Шрифт:
Интервал:
Закладка:
И как мы нашли в письмах Делатуша восхищенный отзыв об осенней ночи в «Деревенской Свадьбе», так в письмах Тургенева к Полине Виардо встречаем столь же восторженные строки об этой страничке вступления к «Франсуа-Найденышу» и о самом романе. Они, в свою очередь, послужат нам предисловием к разбору этого второго шедевра из числа деревенских повестей Жорж Санд:
...«В самом начале предисловия», – пишет Тургенев, – «есть описание осеннего дня в несколько строк... Это чудесно. У этой женщины есть талант передавать самые тонкие, самые мимолетные впечатления твердо, ясно, понятно; она умеет рисовать даже благоухание, даже мельчайшие звуки. Я плохо выражаюсь, но вы меня понимаете. Описание, о котором я говорю, заставило меня подумать об обсаженной тополями дороге, которая вдоль парка ведет в Жариэль, я снова вижу золотистую листву на светло-голубом небе, пунцовые плоды шиповника в изгороди, стадо овец, пастуха с его собакой и множество еще других вещей»...[798]
Вот что поистине может назваться заразительной силой искусства! Художественная картина Жорж Санд, как сильный музыкальный тон, заставила задрожать родственную ноту в душе другого художника слова, и из-под пера его явился этот прелестный акварельный набросок.
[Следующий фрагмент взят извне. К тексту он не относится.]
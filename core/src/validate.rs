//! Checks a single parameter value against the `RuleTable`.

use serde_json::Value;
use tracing::debug;

use crate::error::ValidationError;
use crate::rules::{AllowedValues, JsonKind, RuleTable};

/// Accepts or rejects `(path, value)` pairs. Paths without a rule pass.
#[derive(Debug, Clone, Copy)]
pub struct RequestValidator<'a> {
    rules: &'a RuleTable,
}

impl<'a> RequestValidator<'a> {
    pub fn new(rules: &'a RuleTable) -> Self {
        Self { rules }
    }

    pub fn validate(&self, path: &str, value: &Value) -> Result<(), ValidationError> {
        let Some(rule) = self.rules.get(path) else {
            return Ok(());
        };

        let actual = JsonKind::of(value);
        if !rule.expected_type.accepts(actual) {
            return Err(ValidationError::TypeMismatch {
                path: path.to_string(),
                expected: rule.expected_type,
                actual,
            });
        }

        if let AllowedValues::OneOf(allowed) = &rule.allowed {
            if !rule.allowed.admits(value) {
                return Err(ValidationError::ValueNotAllowed {
                    path: path.to_string(),
                    value: value.clone(),
                    allowed: allowed.clone(),
                });
            }
        }

        debug!(path, "parameter accepted");
        Ok(())
    }
}
//! Session-authenticated client for the amoCRM leads and tasks API.
//!
//! # Overview
//! `CrmApiClient` logs in once when it is constructed and then offers typed
//! operations over leads and tasks. Each operation validates its parameters
//! against a declarative `RuleTable`, sends one request through a
//! `Transport`, and refuses to hand the response back unless its status is
//! 200 or 204. Read responses are then reduced to a single column by the
//! collection parsers.
//!
//! # Design
//! - The network sits behind the `Transport` trait. `UreqTransport` is the
//!   blocking production implementation; tests substitute scripted doubles.
//! - The cookie `Session` belongs to the transport and is optionally saved
//!   through a `SessionStore`.
//! - Requests are built and validated by `CrmRequests` without I/O, so an
//!   invalid parameter never reaches the wire.
//! - Every failure is a typed error; nothing here aborts the process.
//!
//! ```no_run
//! use amocrm_core::{ClientConfig, CrmApiClient, Credentials, Task};
//!
//! # fn main() -> Result<(), amocrm_core::CrmError> {
//! let credentials = Credentials::new("acme@example.com", "api-key")?;
//! let mut client = CrmApiClient::from_config(&credentials, &ClientConfig::default())?;
//!
//! let leads = client.filter_leads_by_task_presence(1)?;
//! for id in client.parse_lead_ids(leads.embedded_items())? {
//!     client.add_tasks(&[Task::call_for_lead(id, "Сделка без задачи", 5885773, 1_700_000_000)])?;
//! }
//! # Ok(())
//! # }
//! ```

pub mod auth;
pub mod client;
pub mod config;
pub mod credentials;
pub mod error;
pub mod guard;
pub mod http;
pub mod parse;
pub mod requests;
pub mod rules;
pub mod session;
pub mod transport;
pub mod types;
pub mod validate;

pub use auth::SessionAuthenticator;
pub use client::CrmApiClient;
pub use config::{ClientConfig, Endpoints, TransportConfig};
pub use credentials::Credentials;
pub use error::{
    AuthError, ConfigError, CrmError, ParseError, PreconditionError, RequestError, SessionStoreError,
    TransportError, ValidationError,
};
pub use http::{ApiResponse, HttpMethod, HttpRequest, HttpResponse};
pub use requests::CrmRequests;
pub use rules::{AllowedValues, JsonKind, RuleTable, ValidationRule, ValueType};
pub use session::{FileSessionStore, Session, SessionStore};
pub use transport::{Transport, UreqTransport};
pub use types::{Lead, Task};
pub use validate::RequestValidator;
Но из того же письма Тургенева оказывается, что наш знаменитый соотечественник, восхищаясь вообще «Франсуа-Найденышем», написанным, по его словам, «превосходно: просто, правдиво, захватывающе», – ставил автору в упрек ее крестьянские словечки и обороты:
...«Может быть, она вставляет в него чересчур много крестьянских выражений; это порой придает ее рассказу какую-то натянутость. Искусство не есть дагерротип, и такая великая писательница, как г-жа Санд, могла бы обойтись без этих капризов художника с несколько притупленным вкусом.[799] Но ясно видно, что ей по горло надоели всякие социалисты, коммунисты, всякие Пьеры Леру и другие философы, что она измучена, и что она с наслаждением погружается в источник молодого искусства, простодушного и не отвлекающегося от земли»...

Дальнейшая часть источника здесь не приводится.